*Problem statement*.
Only lines containing the word "impl" are needed; pull them out of the material.

*Stored data*.
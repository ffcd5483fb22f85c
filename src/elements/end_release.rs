//! End releases of bar elements (allowing specific DOFs to rotate/translate freely)

use serde::{Deserialize, Serialize};

use crate::permutation::Dof;

/// Connection of one local DOF to its node
#[derive(Debug, Clone, Copy, PartialEq, Eq, Hash, Default, Serialize, Deserialize)]
pub enum DofConstraint {
    #[default]
    Fixed,
    Released,
}

impl DofConstraint {
    pub fn is_released(self) -> bool {
        self == DofConstraint::Released
    }
}

/// Release conditions at one end of an element, per local DOF
#[derive(Debug, Clone, Copy, PartialEq, Eq, Default, Serialize, Deserialize)]
pub struct EndRelease {
    pub dx: DofConstraint,
    pub dy: DofConstraint,
    pub dz: DofConstraint,
    pub rx: DofConstraint,
    pub ry: DofConstraint,
    pub rz: DofConstraint,
}

impl EndRelease {
    /// Rigid connection
    pub fn fixed() -> Self {
        Self::default()
    }

    /// Moment releases (pin)
    pub fn hinged() -> Self {
        Self::fixed()
            .with(Dof::Ry, DofConstraint::Released)
            .with(Dof::Rz, DofConstraint::Released)
    }

    pub fn fully_released() -> Self {
        Dof::ALL
            .iter()
            .fold(Self::fixed(), |r, d| r.with(*d, DofConstraint::Released))
    }

    /// Constraint of a single DOF
    pub fn constraint(&self, dof: Dof) -> DofConstraint {
        match dof {
            Dof::Dx => self.dx,
            Dof::Dy => self.dy,
            Dof::Dz => self.dz,
            Dof::Rx => self.rx,
            Dof::Ry => self.ry,
            Dof::Rz => self.rz,
        }
    }

    /// Copy with one DOF set to `c`
    pub fn with(mut self, dof: Dof, c: DofConstraint) -> Self {
        let slot = match dof {
            Dof::Dx => &mut self.dx,
            Dof::Dy => &mut self.dy,
            Dof::Dz => &mut self.dz,
            Dof::Rx => &mut self.rx,
            Dof::Ry => &mut self.ry,
            Dof::Rz => &mut self.rz,
        };
        *slot = c;
        self
    }

    /// Released DOFs in canonical order
    pub fn released_dofs(&self) -> Vec<Dof> {
        Dof::ALL
            .iter()
            .copied()
            .filter(|d| self.constraint(*d).is_released())
            .collect()
    }

    pub fn is_fixed(&self) -> bool {
        self.released_dofs().is_empty()
    }
}

#[cfg(test)]
mod tests {
    use super::*;

    #[test]
    fn test_hinged() {
        let r = EndRelease::hinged();
        assert_eq!(r.released_dofs(), vec![Dof::Ry, Dof::Rz]);
        assert_eq!(r.constraint(Dof::Dx), DofConstraint::Fixed);
        assert!(!r.is_fixed());
    }

    #[test]
    fn test_fully_released() {
        let r = EndRelease::fully_released();
        assert_eq!(r.released_dofs().len(), 6);
        assert!(EndRelease::fixed().is_fixed());
    }

    #[test]
    fn test_with_single_dof() {
        let r = EndRelease::fixed().with(Dof::Rx, DofConstraint::Released);
        assert!(r.constraint(Dof::Rx).is_released());
        assert_eq!(r.released_dofs(), vec![Dof::Rx]);
    }
}
/// Bearer credential handling
///
/// The HTTP layer hands the raw `Authorization` header to
/// [`authenticate_bearer`]; on success the resulting [`AuthContext`] is placed
/// in the request extensions for handlers to extract.

use serde::{Deserialize, Serialize};

use super::jwt::{validate_session_token, JwtError};
use crate::models::UserId;

/// Authenticated caller
#[derive(Debug, Clone, PartialEq, Eq, Serialize, Deserialize)]
pub struct AuthContext {
    pub user_id: UserId,
    pub email: Option<String>,
}

#[derive(Debug, thiserror::Error)]
pub enum AuthError {
    #[error("Missing credentials")]
    MissingCredentials,

    #[error("{0}")]
    InvalidFormat(String),

    #[error("Invalid token: {0}")]
    InvalidToken(#[from] JwtError),
}

/// Extracts and validates a `Bearer` token from an `Authorization` header value.
pub fn authenticate_bearer(header: Option<&str>, secret: &str) -> Result<AuthContext, AuthError> {
    let header = header.ok_or(AuthError::MissingCredentials)?;

    let token = header
        .strip_prefix("Bearer ")
        .map(str::trim)
        .filter(|t| !t.is_empty())
        .ok_or_else(|| {
            AuthError::InvalidFormat("Authorization header must use Bearer scheme".to_string())
        })?;

    let claims = validate_session_token(token, secret)?;

    Ok(AuthContext {
        user_id: claims.sub,
        email: claims.email,
    })
}
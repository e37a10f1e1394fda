/// Configuration management for the API server
///
/// This module loads configuration from environment variables and provides
/// a type-safe configuration struct.
///
/// # Environment Variables
///
/// - `API_HOST`: Host to bind to (default: 0.0.0.0)
/// - `API_PORT`: Port to bind to (default: 8080)
/// - `CORS_ORIGINS`: Comma-separated origins for the account endpoints (default: *)
/// - `DATABASE_URL`: PostgreSQL connection string (required)
/// - `DATABASE_MAX_CONNECTIONS`: Pool size (default: 10)
/// - `STRIPE_WEBHOOK_SECRET`: Signing secret of the webhook endpoint (required)
/// - `STRIPE_WEBHOOK_TOLERANCE_SECS`: Accepted signature age (default: 300)
/// - `SESSION_JWT_SECRET`: Identity provider JWT secret (required)
/// - `RUST_LOG`: Log level (default: debug for this crate)
///
/// # Example
///
/// ```no_run
/// use mastery_api::config::Config;
///
/// # fn example() -> anyhow::Result<()> {
/// let config = Config::from_env()?;
/// println!("Server will listen on {}", config.bind_address());
/// # Ok(())
/// # }
/// ```

use mastery_shared::payments::stripe::DEFAULT_TOLERANCE_SECS;
use serde::{Deserialize, Serialize};
use std::env;

/// Complete application configuration
#[derive(Debug, Clone, Serialize, Deserialize)]
pub struct Config {
    pub api: ApiConfig,

    pub database: DatabaseConfig,

    pub stripe: StripeConfig,

    pub session: SessionConfig,
}

/// API server configuration
#[derive(Debug, Clone, Serialize, Deserialize)]
pub struct ApiConfig {
    pub host: String,

    pub port: u16,

    /// Allowed origins for the account endpoints; `*` allows any.
    /// The webhook endpoint always allows any origin.
    pub cors_origins: Vec<String>,
}

/// Database configuration
#[derive(Debug, Clone, Serialize, Deserialize)]
pub struct DatabaseConfig {
    pub url: String,

    pub max_connections: u32,
}

/// Stripe webhook configuration
#[derive(Debug, Clone, Serialize, Deserialize)]
pub struct StripeConfig {
    /// Endpoint signing secret (`whsec_...`)
    pub webhook_secret: String,

    /// Maximum age of a signature timestamp, in seconds
    pub tolerance_secs: i64,
}

/// Identity provider session configuration
#[derive(Debug, Clone, Serialize, Deserialize)]
pub struct SessionConfig {
    /// HS256 secret the provider signs session tokens with
    pub jwt_secret: String,
}

impl Config {
    /// Loads configuration from the process environment, reading `.env` first if present.
    pub fn from_env() -> anyhow::Result<Self> {
        dotenvy::dotenv().ok();
        Self::from_lookup(|key| env::var(key).ok())
    }

    /// Builds configuration from an arbitrary key lookup.
    pub fn from_lookup<F>(lookup: F) -> anyhow::Result<Self>
    where
        F: Fn(&str) -> Option<String>,
    {
        let api_host = lookup("API_HOST").unwrap_or_else(|| "0.0.0.0".to_string());
        let api_port = lookup("API_PORT")
            .unwrap_or_else(|| "8080".to_string())
            .parse::<u16>()?;

        let cors_origins: Vec<String> = lookup("CORS_ORIGINS")
            .unwrap_or_else(|| "*".to_string())
            .split(',')
            .map(|origin| origin.trim().to_string())
            .filter(|origin| !origin.is_empty())
            .collect();

        let database_url = lookup("DATABASE_URL")
            .ok_or_else(|| anyhow::anyhow!("DATABASE_URL environment variable is required"))?;

        let max_connections = lookup("DATABASE_MAX_CONNECTIONS")
            .unwrap_or_else(|| "10".to_string())
            .parse::<u32>()?;

        let webhook_secret = lookup("STRIPE_WEBHOOK_SECRET")
            .filter(|secret| !secret.trim().is_empty())
            .ok_or_else(|| anyhow::anyhow!("STRIPE_WEBHOOK_SECRET environment variable is required"))?;

        let tolerance_secs = match lookup("STRIPE_WEBHOOK_TOLERANCE_SECS") {
            Some(raw) => raw.parse::<i64>()?,
            None => DEFAULT_TOLERANCE_SECS,
        };

        if tolerance_secs <= 0 {
            anyhow::bail!("STRIPE_WEBHOOK_TOLERANCE_SECS must be positive");
        }

        let jwt_secret = lookup("SESSION_JWT_SECRET")
            .ok_or_else(|| anyhow::anyhow!("SESSION_JWT_SECRET environment variable is required"))?;

        if jwt_secret.len() < 32 {
            anyhow::bail!("SESSION_JWT_SECRET must be at least 32 characters long");
        }

        Ok(Self {
            api: ApiConfig {
                host: api_host,
                port: api_port,
                cors_origins,
            },
            database: DatabaseConfig {
                url: database_url,
                max_connections,
            },
            stripe: StripeConfig {
                webhook_secret,
                tolerance_secs,
            },
            session: SessionConfig { jwt_secret },
        })
    }

    /// Returns the server bind address
    pub fn bind_address(&self) -> String {
        format!("{}:{}", self.api.host, self.api.port)
    }

    /// Whether the account endpoints accept any origin
    pub fn allows_any_origin(&self) -> bool {
        self.api.cors_origins.iter().any(|origin| origin == "*")
    }
}

#[cfg(test)]
mod tests {
    use super::*;
    use std::collections::HashMap;

    fn lookup_from(pairs: &[(&str, &str)]) -> impl Fn(&str) -> Option<String> {
        let map: HashMap<String, String> = pairs
            .iter()
            .map(|(k, v)| (k.to_string(), v.to_string()))
            .collect();
        move |key| map.get(key).cloned()
    }

    const REQUIRED: &[(&str, &str)] = &[
        ("DATABASE_URL", "postgresql://localhost/mastery"),
        ("STRIPE_WEBHOOK_SECRET", "whsec_test"),
        ("SESSION_JWT_SECRET", "0123456789abcdef0123456789abcdef"),
    ];

    #[test]
    fn test_defaults() {
        let config = Config::from_lookup(lookup_from(REQUIRED)).unwrap();

        assert_eq!(config.bind_address(), "0.0.0.0:8080");
        assert_eq!(config.database.max_connections, 10);
        assert_eq!(config.stripe.tolerance_secs, 300);
        assert!(config.allows_any_origin());
    }

    #[test]
    fn test_cors_origins_are_split() {
        let mut pairs = REQUIRED.to_vec();
        pairs.push((
            "CORS_ORIGINS",
            "https://medicaremastery.app, https://app.medicaremastery.app",
        ));

        let config = Config::from_lookup(lookup_from(&pairs)).unwrap();
        assert_eq!(
            config.api.cors_origins,
            vec![
                "https://medicaremastery.app".to_string(),
                "https://app.medicaremastery.app".to_string()
            ]
        );
        assert!(!config.allows_any_origin());
    }

    #[test]
    fn test_missing_webhook_secret_fails() {
        let pairs: Vec<_> = REQUIRED
            .iter()
            .copied()
            .filter(|(k, _)| *k != "STRIPE_WEBHOOK_SECRET")
            .collect();

        let err = Config::from_lookup(lookup_from(&pairs)).unwrap_err();
        assert!(err.to_string().contains("STRIPE_WEBHOOK_SECRET"));
    }

    #[test]
    fn test_short_session_secret_fails() {
        let mut pairs: Vec<_> = REQUIRED
            .iter()
            .copied()
            .filter(|(k, _)| *k != "SESSION_JWT_SECRET")
            .collect();
        pairs.push(("SESSION_JWT_SECRET", "short"));

        assert!(Config::from_lookup(lookup_from(&pairs)).is_err());
    }
}
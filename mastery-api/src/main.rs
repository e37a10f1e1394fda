//! # Medicare Mastery API Server
//!
//! Receives Stripe payment webhooks and serves account state to signed-in
//! users.
//!
//! ## Usage
//!
//! ```bash
//! cargo run -p mastery-api
//! ```

use mastery_api::{
    app::{build_router, AppState},
    config::Config,
};
use mastery_shared::{
    db::{
        migrations::run_migrations,
        pool::{close_pool, create_pool, PoolSettings},
    },
    store::PgStore,
};
use std::sync::Arc;
use tracing_subscriber::{layer::SubscriberExt, util::SubscriberInitExt};

#[tokio::main]
async fn main() -> anyhow::Result<()> {
    tracing_subscriber::registry()
        .with(
            tracing_subscriber::EnvFilter::try_from_default_env()
                .unwrap_or_else(|_| "mastery_api=debug,mastery_shared=info,tower_http=debug".into()),
        )
        .with(tracing_subscriber::fmt::layer())
        .init();

    tracing::info!(
        "Medicare Mastery API Server v{} starting...",
        env!("CARGO_PKG_VERSION")
    );

    let config = Config::from_env()?;

    let pool = create_pool(
        &PoolSettings::new(config.database.url.clone())
            .with_max_connections(config.database.max_connections),
    )
    .await?;

    run_migrations(&pool).await?;

    let bind_address = config.bind_address();
    let state = AppState::new(Arc::new(PgStore::new(pool.clone())), config);
    let app = build_router(state);

    let listener = tokio::net::TcpListener::bind(&bind_address).await?;
    tracing::info!("Server listening on http://{}", bind_address);

    axum::serve(listener, app)
        .with_graceful_shutdown(shutdown_signal())
        .await?;

    tracing::info!("Shutdown signal received, closing database pool...");
    close_pool(pool).await;

    Ok(())
}

async fn shutdown_signal() {
    if let Err(e) = tokio::signal::ctrl_c().await {
        tracing::error!(error = %e, "Failed to listen for shutdown signal");
    }
}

*Result*.
impl DofConstraint {
impl EndRelease {
impl Config {
    fn lookup_from(pairs: &[(&str, &str)]) -> impl Fn(&str) -> Option<String> {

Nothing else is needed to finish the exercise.